Some Facebook users were up in arms over their profile updates being shared on the News Feed and later their third-party shopping activity showing up in Beacon advertisements. What would mobile phone users think if their location were to be broadcast to a big list of social-networking contacts? Such a service would clearly have to be opt-in, which mitigates some of the Big Brother-esque worries but can also slow adoption rates.
Socialight's Michael Sharon suggested that location-aware social media will have to find some creative new applications so that it's not just a way to stalk your friends. "I think perhaps one of the reasons they haven't taken off is because friend-finding is an edge use case," he said. "It's the first thing that comes to mind, but it's perhaps not the most comfortable thing."
Socialight, which Sharon co-founded with Dan Melinger, has started to roll out location-aware features, but the start-up has stopped short of the Buddy Beacon route and currently only plans to use location as a way to show you which bars, restaurants, and other attractions (as tagged and annotated by fellow users), are nearby. Helio has launched a similar service and plans to work GPS into it soon. "It's not going to broadcast that to anyone," Sharon said of Socialight's foray into geotagging. "It's just going to show you what's around you."
Perhaps that's the natural order of things.
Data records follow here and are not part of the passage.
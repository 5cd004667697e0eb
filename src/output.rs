use cluster_report_collector::{
    AggregateReport,
    CollectionResult,
    Metrics,
};
use cluster_report_config::{
    OutputFormat,
    OutputSettings,
};
use color_eyre::Result;
use comfy_table::{
    presets,
    Attribute,
    Cell,
    Color,
    ContentArrangement,
    Table,
};
use eyre::Context as _;
use serde_json::Value;

const DETAIL_WIDTH: usize = 80;

/// Renders `report` in the configured format and writes it to the output file or stdout.
pub async fn emit(report: &AggregateReport, settings: &OutputSettings) -> Result<()> {
    let rendered = render(report, settings.format)?;
    match &settings.file {
        Some(path) => {
            tokio::fs::write(path, rendered)
                .await
                .wrap_err_with(|| format!("Failed to write report to {:?}", path))?;
            info!(?path, "report written");
        }
        None => println!("{rendered}"),
    }
    Ok(())
}

pub fn render(report: &AggregateReport, format: OutputFormat) -> Result<String> {
    let rendered = match format {
        OutputFormat::Table => render_table(report),
        OutputFormat::Json => serde_json::to_string_pretty(report).wrap_err("Failed to serialize report as JSON")?,
        OutputFormat::Yaml => serde_yml::to_string(report).wrap_err("Failed to serialize report as YAML")?,
    };
    Ok(rendered)
}

fn render_table(report: &AggregateReport) -> String {
    let mut table = Table::new();
    table
        .load_preset(presets::UTF8_FULL)
        .set_content_arrangement(ContentArrangement::Dynamic)
        .set_header(vec![
            Cell::new("Node").add_attribute(Attribute::Bold),
            Cell::new("Collector").add_attribute(Attribute::Bold),
            Cell::new("Status").add_attribute(Attribute::Bold),
            Cell::new("Duration").add_attribute(Attribute::Bold),
            Cell::new("Detail").add_attribute(Attribute::Bold),
        ]);

    for node in &report.nodes {
        for (index, result) in node.results.iter().enumerate() {
            let node_cell = if index == 0 {
                Cell::new(format!("{}\n{}", node.node, node.host))
            } else {
                Cell::new("")
            };
            let (status, color) = status(result);
            table.add_row(vec![
                node_cell,
                Cell::new(&result.collector),
                Cell::new(status).fg(color),
                Cell::new(format_millis(result.duration().num_milliseconds())),
                Cell::new(detail(result)),
            ]);
        }
    }

    let summary = report.summary();
    format!(
        "{table}\nNodes: {} ok, {} failed │ Results: {} ok, {} failed ({} timed out, {} canceled) │ Took {}",
        summary.nodes_ok,
        summary.nodes_failed,
        summary.results_ok,
        summary.results_failed,
        summary.timed_out,
        summary.canceled,
        format_millis(report.duration().num_milliseconds()),
    )
}

fn status(result: &CollectionResult) -> (&'static str, Color) {
    if result.success {
        ("ok", Color::Green)
    } else if result.is_timeout() {
        ("timeout", Color::Yellow)
    } else if result.is_canceled() {
        ("canceled", Color::Magenta)
    } else {
        ("failed", Color::Red)
    }
}

fn detail(result: &CollectionResult) -> String {
    match (&result.metrics, &result.error) {
        (_, Some(err)) => err.to_string(),
        (Some(metrics), None) => truncate(scalars(metrics), DETAIL_WIDTH),
        (None, None) => String::new(),
    }
}

/// `key=value` pairs of the top level scalar metrics.
fn scalars(metrics: &Metrics) -> String {
    metrics
        .iter()
        .filter_map(|(key, value)| match value {
            Value::String(s) => Some(format!("{key}={s}")),
            Value::Number(n) => Some(format!("{key}={n}")),
            Value::Bool(b) => Some(format!("{key}={b}")),
            _ => None,
        })
        .collect::<Vec<_>>()
        .join(", ")
}

fn truncate(text: String, width: usize) -> String {
    if text.chars().count() <= width {
        return text;
    }
    let mut cut: String = text.chars().take(width.saturating_sub(1)).collect();
    cut.push('…');
    cut
}

fn format_millis(millis: i64) -> String {
    if millis < 1000 {
        format!("{millis}ms")
    } else {
        format!("{:.1}s", millis as f64 / 1000.0)
    }
}

#[cfg(test)]
mod tests {
    use super::*;
    use chrono::DateTime;
    use cluster_report_collector::{
        CollectError,
        NodeReport,
    };
    use pretty_assertions::assert_eq;
    use serde_json::json;
    use std::time::Duration;

    fn report() -> AggregateReport {
        let at = DateTime::from_timestamp(1_700_000_000, 0).unwrap();
        let later = at + chrono::Duration::milliseconds(1500);
        let metrics = Metrics::from_iter([
            ("hostname".to_string(), json!("web-1")),
            ("cpu_cores".to_string(), json!(8)),
            ("filesystems".to_string(), json!([])),
        ]);
        AggregateReport {
            started_at: at,
            finished_at: later,
            nodes: vec![
                NodeReport {
                    node: "web-1".to_string(),
                    host: "10.0.0.1".to_string(),
                    success: true,
                    results: vec![CollectionResult::new("web-1", "hardware", Ok(metrics), at, later)],
                },
                NodeReport {
                    node: "web-2".to_string(),
                    host: "10.0.0.2".to_string(),
                    success: false,
                    results: vec![CollectionResult::new(
                        "web-2",
                        "hardware",
                        Err(CollectError::timeout(Duration::from_secs(30))),
                        at,
                        later,
                    )],
                },
            ],
        }
    }

    #[test]
    fn table_lists_every_result() {
        let rendered = render(&report(), OutputFormat::Table).unwrap();
        assert!(rendered.contains("web-2"));
        assert!(rendered.contains("timeout"));
        assert!(rendered.contains("Nodes: 1 ok, 1 failed"));
        assert!(rendered.contains("Took 1.5s"));
    }

    #[test]
    fn details_show_scalars_or_error() {
        let report = report();
        let ok = &report.nodes[0].results[0];
        let timed_out = &report.nodes[1].results[0];
        assert_eq!(detail(ok), "cpu_cores=8, hostname=web-1");
        assert_eq!(detail(timed_out), "timed out after 30000ms");
        assert_eq!(status(ok).0, "ok");
        assert_eq!(status(timed_out).0, "timeout");
    }

    #[test]
    fn json_round_trips() {
        let rendered = render(&report(), OutputFormat::Json).unwrap();
        let parsed: AggregateReport = serde_json::from_str(&rendered).unwrap();
        assert_eq!(parsed, report());
    }

    #[test]
    fn yaml_keeps_error_kind() {
        let rendered = render(&report(), OutputFormat::Yaml).unwrap();
        assert!(rendered.contains("kind: timeout"));
        assert!(rendered.contains("timeout_ms: 30000"));
    }

    #[test]
    fn truncates_long_details() {
        assert_eq!(truncate("abcdef".to_string(), 4), "abc…");
        assert_eq!(truncate("abc".to_string(), 4), "abc");
        assert_eq!(format_millis(250), "250ms");
    }

    #[tokio::test]
    async fn writes_to_file() {
        let dir = temp_dir::TempDir::new().unwrap();
        let path = dir.child("report.json");
        let settings = OutputSettings {
            format: OutputFormat::Json,
            file: Some(path.clone()),
        };

        emit(&report(), &settings).await.unwrap();

        let written: serde_json::Value = serde_json::from_str(&std::fs::read_to_string(path).unwrap()).unwrap();
        assert_eq!(written["nodes"][1]["results"][0]["error"]["kind"], json!("timeout"));
    }
}
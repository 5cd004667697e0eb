use crate::{
    CollectFuture,
    Collector,
    DataKind,
    Deadline,
    Metrics,
};
use cluster_report_config::Node;
use std::{
    collections::HashMap,
    sync::Arc,
    time::Duration,
};
use tokio::{
    sync::RwLock,
    time::Instant,
};

struct CacheEntry {
    metrics: Metrics,
    stored_at: Instant,
}

/// Memoizes another collector's metrics per node for `ttl`.
///
/// Only successful collections are stored. The decorator keeps the inner collector's name so
/// that reports look the same with or without caching.
pub struct Cached {
    inner: Arc<dyn Collector>,
    ttl: Duration,
    entries: RwLock<HashMap<String, CacheEntry>>,
}

impl Cached {
    pub fn new(inner: Arc<dyn Collector>, ttl: Duration) -> Self {
        Self {
            inner,
            ttl,
            entries: RwLock::new(HashMap::new()),
        }
    }

    pub fn ttl(&self) -> Duration {
        self.ttl
    }

    fn key(&self, node: &Node) -> String {
        format!("{}-{}", self.inner.name(), node.name)
    }

    async fn lookup(&self, key: &str) -> Option<Metrics> {
        let entries = self.entries.read().await;
        entries
            .get(key)
            .filter(|entry| entry.stored_at.elapsed() < self.ttl)
            .map(|entry| entry.metrics.clone())
    }
}

impl Collector for Cached {
    fn name(&self) -> &str {
        self.inner.name()
    }

    fn kinds(&self) -> &[DataKind] {
        self.inner.kinds()
    }

    fn collect<'a>(&'a self, node: &'a Node, deadline: &'a Deadline) -> CollectFuture<'a> {
        Box::pin(async move {
            let key = self.key(node);
            if let Some(metrics) = self.lookup(&key).await {
                trace!(%key, "cache hit");
                return Ok(metrics);
            }

            let metrics = self.inner.collect(node, deadline).await?;

            let mut entries = self.entries.write().await;
            entries.insert(
                key,
                CacheEntry {
                    metrics: metrics.clone(),
                    stored_at: Instant::now(),
                },
            );
            Ok(metrics)
        })
    }
}
use crate::{
    CollectError,
    Deadline,
};
use cluster_report_config::Node;
use serde::{
    Deserialize,
    Serialize,
};
use std::{
    future::Future,
    pin::Pin,
};

/// Collected values, keyed by metric name. The engine routes them without looking inside.
pub type Metrics = serde_json::Map<String, serde_json::Value>;

pub type CollectFuture<'a> = Pin<Box<dyn Future<Output = Result<Metrics, CollectError>> + Send + 'a>>;

#[derive(
    Debug, Clone, Copy, PartialEq, Eq, Hash, Serialize, Deserialize, strum::Display, strum::EnumString, strum::EnumIter,
)]
#[serde(rename_all = "snake_case")]
#[strum(serialize_all = "snake_case")]
pub enum DataKind {
    Hardware,
    Performance,
    Network,
    Storage,
    Custom,
}

/// Trait for collecting one kind of metrics payload from a node.
///
/// One instance is shared by every worker of a run, so implementations must not keep
/// per-node state between calls.
pub trait Collector: Send + Sync {
    /// Name used for lookup and as the report key. Unique within a run.
    fn name(&self) -> &str;

    /// The data kinds this collector produces.
    fn kinds(&self) -> &[DataKind];

    /// Collect metrics from `node`, giving up once `deadline` passes or the run is canceled.
    fn collect<'a>(&'a self, node: &'a Node, deadline: &'a Deadline) -> CollectFuture<'a>;
}
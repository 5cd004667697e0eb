#[macro_use]
extern crate tracing;

mod app;
mod errors;
mod logging;
pub mod output;

pub use app::App;
pub use errors::init_errors;
pub use logging::init_logging;
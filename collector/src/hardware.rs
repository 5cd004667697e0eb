use crate::{
    parse,
    CollectError,
    CollectFuture,
    Collector,
    DataKind,
    Deadline,
    Metrics,
    Transport,
};
use cluster_report_config::Node;
use serde_json::json;
use std::sync::Arc;

/// Collects static host configuration: identity, kernel, CPU, memory and filesystems.
pub struct HardwareProbe {
    transport: Arc<dyn Transport>,
}

impl HardwareProbe {
    pub const NAME: &'static str = "hardware";

    pub fn new(transport: Arc<dyn Transport>) -> Self {
        Self { transport }
    }

    async fn run(&self, node: &Node, deadline: &Deadline, command: &str) -> Result<String, CollectError> {
        let output = deadline.run(self.transport.execute(node, command)).await?;
        Ok(String::from_utf8_lossy(&output).trim().to_string())
    }
}

impl Collector for HardwareProbe {
    fn name(&self) -> &str {
        Self::NAME
    }

    fn kinds(&self) -> &[DataKind] {
        &[DataKind::Hardware, DataKind::Storage]
    }

    fn collect<'a>(&'a self, node: &'a Node, deadline: &'a Deadline) -> CollectFuture<'a> {
        Box::pin(async move {
            let hostname = self.run(node, deadline, "hostname").await?;
            let kernel = self.run(node, deadline, "uname -r").await?;
            let cores = self.run(node, deadline, "nproc").await?;
            let cores: u32 = cores
                .parse()
                .map_err(|e| CollectError::execution(format!("unparseable `nproc` output {cores:?}: {e}")))?;
            let meminfo = self.run(node, deadline, "cat /proc/meminfo").await?;
            let disks = self.run(node, deadline, "df -P -k").await?;

            let mut metrics = Metrics::new();
            metrics.insert("hostname".to_string(), json!(hostname));
            metrics.insert("kernel".to_string(), json!(kernel));
            metrics.insert("cpu_cores".to_string(), json!(cores));
            metrics.insert("memory_total_kb".to_string(), json!(parse::mem_total_kb(&meminfo)));
            metrics.insert("filesystems".to_string(), json!(parse::filesystems(&disks)));
            Ok(metrics)
        })
    }
}

#[cfg(test)]
mod tests {
    use super::*;
    use crate::testing::ScriptedTransport;
    use pretty_assertions::assert_eq;
    use std::time::Duration;
    use tokio_util::sync::CancellationToken;

    #[tokio::test]
    async fn collects_host_configuration() {
        let transport = ScriptedTransport::new([
            ("hostname", "web-1\n"),
            ("uname -r", "6.8.0-45-generic\n"),
            ("nproc", "8\n"),
            ("cat /proc/meminfo", "MemTotal:       16314220 kB\n"),
            (
                "df -P -k",
                "Filesystem 1024-blocks Used Available Capacity Mounted on\n/dev/sda1 1000 250 750 25% /\n",
            ),
        ]);
        let hardware = HardwareProbe::new(Arc::new(transport));
        let deadline = Deadline::new(Duration::from_secs(5), CancellationToken::new());

        let metrics = hardware.collect(&Node::new("web-1", "10.0.0.1"), &deadline).await.unwrap();
        assert_eq!(metrics["hostname"], json!("web-1"));
        assert_eq!(metrics["kernel"], json!("6.8.0-45-generic"));
        assert_eq!(metrics["cpu_cores"], json!(8));
        assert_eq!(metrics["memory_total_kb"], json!(16314220));
        assert_eq!(metrics["filesystems"][0]["mount_point"], json!("/"));
    }

    #[tokio::test]
    async fn failing_command_fails_the_collection() {
        let transport = ScriptedTransport::new([("hostname", "web-1\n")]);
        let hardware = HardwareProbe::new(Arc::new(transport));
        let deadline = Deadline::new(Duration::from_secs(5), CancellationToken::new());

        let err = hardware.collect(&Node::new("web-1", "10.0.0.1"), &deadline).await.unwrap_err();
        assert!(err.to_string().contains("uname -r"), "{err}");
    }
}
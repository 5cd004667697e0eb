use crate::{
    parse,
    CollectFuture,
    Collector,
    DataKind,
    Deadline,
    Transport,
};
use cluster_report_config::{
    CustomCollectorConfig,
    Node,
    ParserKind,
};
use std::sync::Arc;

/// Runs a user supplied command on every node and parses its output.
pub struct CustomCommand {
    name: String,
    command: String,
    parser: ParserKind,
    transport: Arc<dyn Transport>,
}

impl CustomCommand {
    pub fn new(config: &CustomCollectorConfig, transport: Arc<dyn Transport>) -> Self {
        Self {
            name: config.name.clone(),
            command: config.command.clone(),
            parser: config.parser,
            transport,
        }
    }

    pub fn command(&self) -> &str {
        &self.command
    }
}

impl Collector for CustomCommand {
    fn name(&self) -> &str {
        &self.name
    }

    fn kinds(&self) -> &[DataKind] {
        &[DataKind::Custom]
    }

    fn collect<'a>(&'a self, node: &'a Node, deadline: &'a Deadline) -> CollectFuture<'a> {
        Box::pin(async move {
            let output = deadline.run(self.transport.execute(node, &self.command)).await?;
            parse::command_output(self.parser, &output)
        })
    }
}
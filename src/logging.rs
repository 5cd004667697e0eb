use color_eyre::Result;
use eyre::Context as _;
use std::{
    fs::File,
    path::Path,
    sync::Mutex,
};
use tracing_subscriber::{
    filter::LevelFilter,
    fmt,
    layer::SubscriberExt,
    util::SubscriberInitExt,
    EnvFilter,
    Layer,
};

lazy_static::lazy_static! {
    static ref LOG_FILE: String = format!("{}.log", env!("CARGO_PKG_NAME"));
}

/// Logs to stderr and to `<data_dir>/cluster-report.log`.
///
/// `RUST_LOG` overrides the stderr level, which is `info` by default and `debug` with
/// `--verbose`. The log file always records debug output without colors.
pub fn init_logging(verbose: bool, data_dir: &Path) -> Result<()> {
    std::fs::create_dir_all(data_dir).wrap_err_with(|| format!("Failed to create {:?}", data_dir))?;
    let log_path = data_dir.join(LOG_FILE.as_str());
    let log_file = File::create(&log_path).wrap_err_with(|| format!("Failed to create {:?}", log_path))?;

    let level = if verbose {
        LevelFilter::DEBUG
    } else {
        LevelFilter::INFO
    };
    let stderr_filter = EnvFilter::builder()
        .with_default_directive(level.into())
        .from_env_lossy();

    tracing_subscriber::registry()
        .with(
            fmt::layer()
                .with_writer(std::io::stderr)
                .with_target(false)
                .with_filter(stderr_filter),
        )
        .with(
            fmt::layer()
                .with_writer(Mutex::new(log_file))
                .with_ansi(false)
                .with_filter(LevelFilter::DEBUG),
        )
        .with(tracing_error::ErrorLayer::default())
        .try_init()
        .wrap_err("Failed to initialize tracing subscriber")?;

    debug!(?log_path, "logging initialized");
    Ok(())
}
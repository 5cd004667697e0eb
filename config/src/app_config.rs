use directories::ProjectDirs;
use serde::Deserialize;
use std::path::{
    Path,
    PathBuf,
};

/// Directories resolved at startup and injected into the layered configuration.
#[derive(Clone, Debug, Deserialize, Default)]
pub(crate) struct AppConfig {
    #[serde(default)]
    pub(crate) data_dir: PathBuf,
    #[serde(default)]
    pub(crate) config_dir: PathBuf,
}

lazy_static::lazy_static! {
    /// `CLUSTER_REPORT_CONFIG`, the prefix of the directory override variables.
    pub(crate) static ref PROJECT_NAME: String = env!("CARGO_CRATE_NAME").to_uppercase();
    static ref PROJECT_DIRS: Option<ProjectDirs> = ProjectDirs::from("io", "clusterreport", "cluster-report");
}

/// Where the log file goes. `CLUSTER_REPORT_CONFIG_DATA` overrides the platform default.
pub fn get_data_dir() -> PathBuf {
    resolve("DATA", ProjectDirs::data_local_dir, ".data")
}

/// Where `config.yaml` is looked up. `CLUSTER_REPORT_CONFIG_CONFIG` overrides the platform default.
pub fn get_config_dir() -> PathBuf {
    resolve("CONFIG", ProjectDirs::config_local_dir, ".config")
}

fn resolve(suffix: &str, platform: fn(&ProjectDirs) -> &Path, fallback: &str) -> PathBuf {
    if let Some(dir) = std::env::var_os(format!("{}_{suffix}", *PROJECT_NAME)) {
        return PathBuf::from(dir);
    }
    match PROJECT_DIRS.as_ref() {
        Some(dirs) => platform(dirs).to_path_buf(),
        None => PathBuf::from(".").join(fallback),
    }
}
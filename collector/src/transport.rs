use crate::CollectError;
use cluster_report_config::Node;
use std::{
    future::Future,
    path::PathBuf,
    pin::Pin,
    process::Stdio,
    time::Duration,
};
use tokio::process::Command;

pub type ExecFuture<'a> = Pin<Box<dyn Future<Output = Result<Vec<u8>, CollectError>> + Send + 'a>>;

/// Runs a shell command on a node and hands back its stdout.
pub trait Transport: Send + Sync {
    fn execute<'a>(&'a self, node: &'a Node, command: &'a str) -> ExecFuture<'a>;
}

/// Executes commands with `sh -c` for local nodes and through the `ssh` client otherwise.
///
/// Children are spawned with `kill_on_drop`, so dropping the returned future (on timeout or
/// cancellation) terminates the process instead of leaking it.
#[derive(Debug, Clone)]
pub struct ShellTransport {
    ssh_binary: Option<PathBuf>,
    connect_timeout: Duration,
}

impl ShellTransport {
    pub fn new(connect_timeout: Duration) -> Self {
        let ssh_binary = which::which("ssh").ok();
        match &ssh_binary {
            Some(path) => debug!(?path, "found ssh client"),
            None => warn!("no ssh client found, only local nodes can be collected"),
        }
        Self {
            ssh_binary,
            connect_timeout,
        }
    }

    fn command_for(&self, node: &Node, command: &str) -> Result<Command, CollectError> {
        if node.is_local() {
            let mut cmd = Command::new("sh");
            cmd.arg("-c").arg(command);
            return Ok(cmd);
        }

        let ssh = self
            .ssh_binary
            .as_ref()
            .ok_or_else(|| CollectError::execution(format!("cannot reach {}: ssh client not found", node.host)))?;
        let mut cmd = Command::new(ssh);
        cmd.args(ssh_args(node, self.connect_timeout)).arg(command);
        Ok(cmd)
    }
}

impl Default for ShellTransport {
    fn default() -> Self {
        Self::new(Duration::from_secs(10))
    }
}

/// Arguments passed to `ssh` before the remote command.
fn ssh_args(node: &Node, connect_timeout: Duration) -> Vec<String> {
    let mut args = vec![
        "-o".to_string(),
        "BatchMode=yes".to_string(),
        "-o".to_string(),
        "StrictHostKeyChecking=no".to_string(),
        "-o".to_string(),
        format!("ConnectTimeout={}", connect_timeout.as_secs().max(1)),
    ];
    if let Some(key) = &node.credentials.ssh_key {
        args.push("-i".to_string());
        args.push(key.display().to_string());
    }
    if let Some(port) = node.port {
        args.push("-p".to_string());
        args.push(port.to_string());
    }
    if let Some(user) = &node.credentials.username {
        args.push("-l".to_string());
        args.push(user.clone());
    }
    args.push(node.host.clone());
    args.push("--".to_string());
    args
}

impl Transport for ShellTransport {
    fn execute<'a>(&'a self, node: &'a Node, command: &'a str) -> ExecFuture<'a> {
        Box::pin(async move {
            let mut cmd = self.command_for(node, command)?;
            cmd.stdin(Stdio::null()).kill_on_drop(true);

            trace!(node = %node.name, command, "executing");
            let output = cmd
                .output()
                .await
                .map_err(|e| CollectError::execution(format!("failed to spawn command on {}: {e}", node.name)))?;

            if !output.status.success() {
                let stderr = String::from_utf8_lossy(&output.stderr);
                return Err(CollectError::execution(format!(
                    "`{command}` on {} exited with {}: {}",
                    node.name,
                    output.status,
                    stderr.trim()
                )));
            }

            Ok(output.stdout)
        })
    }
}
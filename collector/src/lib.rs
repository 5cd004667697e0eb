//! # Cluster Report Collector
//!
//! Concurrent metric collection across many nodes.
//!
//! A run takes a list of [`Node`](cluster_report_config::Node)s and a list of [`Collector`]s and
//! executes every (node, collector) pair on a bounded worker pool:
//!
//! - **[`Scheduler`]**: builds the cross product, limits how many collections run at once and
//!   enforces the per-task [`Deadline`]
//! - **[`Aggregator`]**: turns the stream of [`CollectionResult`]s into a deterministic
//!   [`AggregateReport`]
//! - **[`Orchestrator`]**: validates a run, wires the two together and applies the overall
//!   timeout
//!
//! Built-in collectors ([`HardwareProbe`], [`PerformanceSnapshot`], [`NetworkStats`],
//! [`CustomCommand`]) talk to
//! nodes through a [`Transport`]; [`ShellTransport`] runs commands locally or over `ssh`.
//! A failing, hanging or panicking collector only ever costs its own pair.

#[macro_use]
extern crate tracing;

mod aggregator;
mod cached;
mod collector;
mod custom;
mod deadline;
mod error;
mod hardware;
mod network;
mod orchestrator;
pub mod parse;
mod performance;
mod registry;
mod report;
mod scheduler;
#[cfg(test)]
mod testing;
mod transport;

pub use aggregator::Aggregator;
pub use cached::Cached;
pub use collector::{
    CollectFuture,
    Collector,
    DataKind,
    Metrics,
};
pub use custom::CustomCommand;
pub use deadline::Deadline;
pub use error::{
    CollectError,
    EngineError,
};
pub use hardware::HardwareProbe;
pub use network::NetworkStats;
pub use orchestrator::{
    run_collection,
    Orchestrator,
    RunOptions,
};
pub use performance::PerformanceSnapshot;
pub use registry::Registry;
pub use report::{
    AggregateReport,
    CollectionResult,
    NodeReport,
    RunSummary,
};
pub use scheduler::{
    CollectionTask,
    Scheduler,
};
pub use transport::{
    ExecFuture,
    ShellTransport,
    Transport,
};
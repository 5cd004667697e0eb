use crate::{
    parse,
    CollectFuture,
    Collector,
    DataKind,
    Deadline,
    Metrics,
    Transport,
};
use cluster_report_config::Node;
use serde_json::json;
use std::sync::Arc;

/// Point-in-time performance snapshot: load, memory pressure and uptime.
pub struct PerformanceSnapshot {
    transport: Arc<dyn Transport>,
}

impl PerformanceSnapshot {
    pub const NAME: &'static str = "performance";

    pub fn new(transport: Arc<dyn Transport>) -> Self {
        Self { transport }
    }
}

impl Collector for PerformanceSnapshot {
    fn name(&self) -> &str {
        Self::NAME
    }

    fn kinds(&self) -> &[DataKind] {
        &[DataKind::Performance]
    }

    fn collect<'a>(&'a self, node: &'a Node, deadline: &'a Deadline) -> CollectFuture<'a> {
        Box::pin(async move {
            let loadavg = deadline.run(self.transport.execute(node, "cat /proc/loadavg")).await?;
            let free = deadline.run(self.transport.execute(node, "free -m")).await?;
            let uptime = deadline.run(self.transport.execute(node, "cat /proc/uptime")).await?;

            let mut metrics = Metrics::new();
            metrics.insert(
                "load_average".to_string(),
                parse::load_average(&String::from_utf8_lossy(&loadavg))?,
            );
            let memory = parse::free_megabytes(&String::from_utf8_lossy(&free))?;
            metrics.insert("memory".to_string(), memory["memory"].clone());
            metrics.insert("swap".to_string(), memory["swap"].clone());
            metrics.insert(
                "uptime_seconds".to_string(),
                json!(parse::uptime_seconds(&String::from_utf8_lossy(&uptime))?),
            );
            Ok(metrics)
        })
    }
}
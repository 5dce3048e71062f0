//! Metrics endpoint configuration

use serde::Deserialize;
use std::net::SocketAddr;

/// Metrics configuration
#[derive(Debug, Clone, Deserialize)]
#[serde(default)]
pub struct MetricsConfig {
    /// Whether the Prometheus endpoint is served
    pub enabled: bool,
    /// HTTP bind address of the endpoint
    pub bind: SocketAddr,
}

impl Default for MetricsConfig {
    fn default() -> Self {
        Self {
            enabled: false,
            bind: SocketAddr::from(([127, 0, 0, 1], 9090)),
        }
    }
}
GPS and other location-aware technologies will likely transform other aspects of the mobile experience--search, events listings, business reviews, not to mention mapping and directions--before they move on to influence social networking. After all, this is how the Internet as a whole evolved. Most Web users were trusting Google and Yahoo with their search queries long before they were comfortable uploading dozens of photo albums to Facebook.
This could be a disappointment to those digital socialites drooling at the prospect of interactive maps that chart out exactly where their friends are at a given moment. But on the bright side, this means it'll probably be awhile before your boss is using a BlackBerry to learn exactly where you went on your lunch break.